**Assigned task:** Make a word-for-word copy of the entries below from their first line through the line with "let msg = String::from_utf8_lossy(&out.stderr);", and add nothing.

**Data for processing:**
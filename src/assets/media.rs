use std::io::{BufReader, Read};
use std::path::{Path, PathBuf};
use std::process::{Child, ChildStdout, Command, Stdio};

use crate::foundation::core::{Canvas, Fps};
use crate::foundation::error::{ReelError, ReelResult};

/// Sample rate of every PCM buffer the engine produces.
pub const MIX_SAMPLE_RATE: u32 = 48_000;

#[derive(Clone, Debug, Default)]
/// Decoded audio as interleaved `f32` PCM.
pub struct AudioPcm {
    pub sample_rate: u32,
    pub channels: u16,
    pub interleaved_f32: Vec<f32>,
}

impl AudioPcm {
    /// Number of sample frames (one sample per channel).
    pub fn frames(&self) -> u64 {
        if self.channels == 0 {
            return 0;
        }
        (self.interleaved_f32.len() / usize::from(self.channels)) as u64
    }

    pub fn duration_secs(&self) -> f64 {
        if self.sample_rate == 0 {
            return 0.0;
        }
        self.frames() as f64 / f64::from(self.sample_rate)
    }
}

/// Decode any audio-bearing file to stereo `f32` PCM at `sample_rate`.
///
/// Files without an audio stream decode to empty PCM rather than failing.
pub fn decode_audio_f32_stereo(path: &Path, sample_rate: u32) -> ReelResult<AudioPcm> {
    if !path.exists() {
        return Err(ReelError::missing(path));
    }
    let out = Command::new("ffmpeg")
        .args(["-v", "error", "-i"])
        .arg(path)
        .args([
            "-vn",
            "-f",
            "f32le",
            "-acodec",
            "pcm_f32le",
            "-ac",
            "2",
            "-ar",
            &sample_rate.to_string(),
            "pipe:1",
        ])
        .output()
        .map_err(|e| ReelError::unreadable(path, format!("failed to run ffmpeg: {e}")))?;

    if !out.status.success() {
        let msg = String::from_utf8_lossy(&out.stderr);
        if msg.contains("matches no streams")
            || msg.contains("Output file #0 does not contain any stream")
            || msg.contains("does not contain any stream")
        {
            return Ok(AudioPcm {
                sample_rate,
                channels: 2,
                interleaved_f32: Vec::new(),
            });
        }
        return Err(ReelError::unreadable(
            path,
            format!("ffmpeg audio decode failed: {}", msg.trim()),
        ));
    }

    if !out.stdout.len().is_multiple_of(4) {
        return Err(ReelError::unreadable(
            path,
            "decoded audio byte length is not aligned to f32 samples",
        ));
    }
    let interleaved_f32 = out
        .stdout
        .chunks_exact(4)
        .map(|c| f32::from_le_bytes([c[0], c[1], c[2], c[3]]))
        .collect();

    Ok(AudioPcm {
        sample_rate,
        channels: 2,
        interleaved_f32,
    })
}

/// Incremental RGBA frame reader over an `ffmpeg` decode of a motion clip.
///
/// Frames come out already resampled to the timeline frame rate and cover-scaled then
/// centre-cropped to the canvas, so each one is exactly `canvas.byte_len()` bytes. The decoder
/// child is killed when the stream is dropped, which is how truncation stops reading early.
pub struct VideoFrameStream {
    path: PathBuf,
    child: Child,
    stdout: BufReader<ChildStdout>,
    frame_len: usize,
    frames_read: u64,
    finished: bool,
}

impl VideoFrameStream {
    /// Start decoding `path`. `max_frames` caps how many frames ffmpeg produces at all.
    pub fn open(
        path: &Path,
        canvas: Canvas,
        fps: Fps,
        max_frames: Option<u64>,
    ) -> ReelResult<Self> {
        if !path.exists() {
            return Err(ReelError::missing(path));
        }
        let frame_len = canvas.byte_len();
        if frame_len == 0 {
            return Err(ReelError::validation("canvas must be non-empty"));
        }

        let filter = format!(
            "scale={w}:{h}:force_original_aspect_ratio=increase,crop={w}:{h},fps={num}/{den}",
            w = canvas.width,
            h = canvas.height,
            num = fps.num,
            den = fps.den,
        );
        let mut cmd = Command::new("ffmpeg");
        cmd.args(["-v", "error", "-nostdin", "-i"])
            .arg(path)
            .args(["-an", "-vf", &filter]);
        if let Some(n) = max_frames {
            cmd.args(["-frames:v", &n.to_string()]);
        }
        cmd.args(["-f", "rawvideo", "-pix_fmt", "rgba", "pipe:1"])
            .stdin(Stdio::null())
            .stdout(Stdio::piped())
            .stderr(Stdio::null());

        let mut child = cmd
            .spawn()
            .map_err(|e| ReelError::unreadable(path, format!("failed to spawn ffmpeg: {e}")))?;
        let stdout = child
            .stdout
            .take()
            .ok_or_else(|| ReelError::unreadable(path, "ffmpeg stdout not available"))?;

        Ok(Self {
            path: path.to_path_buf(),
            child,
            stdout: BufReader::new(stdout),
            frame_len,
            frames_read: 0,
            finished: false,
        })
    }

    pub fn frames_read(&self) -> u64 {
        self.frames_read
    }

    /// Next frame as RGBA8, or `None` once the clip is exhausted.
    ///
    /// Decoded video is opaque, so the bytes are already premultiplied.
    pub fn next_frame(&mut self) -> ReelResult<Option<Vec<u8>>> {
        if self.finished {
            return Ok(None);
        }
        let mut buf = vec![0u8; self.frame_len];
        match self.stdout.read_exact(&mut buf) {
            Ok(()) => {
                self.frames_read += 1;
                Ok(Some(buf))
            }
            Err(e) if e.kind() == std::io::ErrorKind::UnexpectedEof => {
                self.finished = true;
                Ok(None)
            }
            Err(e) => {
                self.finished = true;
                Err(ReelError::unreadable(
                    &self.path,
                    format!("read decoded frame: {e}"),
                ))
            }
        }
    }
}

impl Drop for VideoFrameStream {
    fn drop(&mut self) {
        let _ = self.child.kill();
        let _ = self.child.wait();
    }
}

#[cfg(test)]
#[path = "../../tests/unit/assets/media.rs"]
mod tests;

**Task answer:**
filename src/assets/media.rs
use std::io::{BufReader, Read};
use std::path::{Path, PathBuf};
use std::process::{Child, ChildStdout, Command, Stdio};

use crate::foundation::core::{Canvas, Fps};
use crate::foundation::error::{ReelError, ReelResult};

/// Sample rate of every PCM buffer the engine produces.
pub const MIX_SAMPLE_RATE: u32 = 48_000;

#[derive(Clone, Debug, Default)]
/// Decoded audio as interleaved `f32` PCM.
pub struct AudioPcm {
    pub sample_rate: u32,
    pub channels: u16,
    pub interleaved_f32: Vec<f32>,
}

impl AudioPcm {
    /// Number of sample frames (one sample per channel).
    pub fn frames(&self) -> u64 {
        if self.channels == 0 {
            return 0;
        }
        (self.interleaved_f32.len() / usize::from(self.channels)) as u64
    }

    pub fn duration_secs(&self) -> f64 {
        if self.sample_rate == 0 {
            return 0.0;
        }
        self.frames() as f64 / f64::from(self.sample_rate)
    }
}

/// Decode any audio-bearing file to stereo `f32` PCM at `sample_rate`.
///
/// Files without an audio stream decode to empty PCM rather than failing.
pub fn decode_audio_f32_stereo(path: &Path, sample_rate: u32) -> ReelResult<AudioPcm> {
    if !path.exists() {
        return Err(ReelError::missing(path));
    }
    let out = Command::new("ffmpeg")
        .args(["-v", "error", "-i"])
        .arg(path)
        .args([
            "-vn",
            "-f",
            "f32le",
            "-acodec",
            "pcm_f32le",
            "-ac",
            "2",
            "-ar",
            &sample_rate.to_string(),
            "pipe:1",
        ])
        .output()
        .map_err(|e| ReelError::unreadable(path, format!("failed to run ffmpeg: {e}")))?;

    if !out.status.success() {
        let msg = String::from_utf8_lossy(&out.stderr);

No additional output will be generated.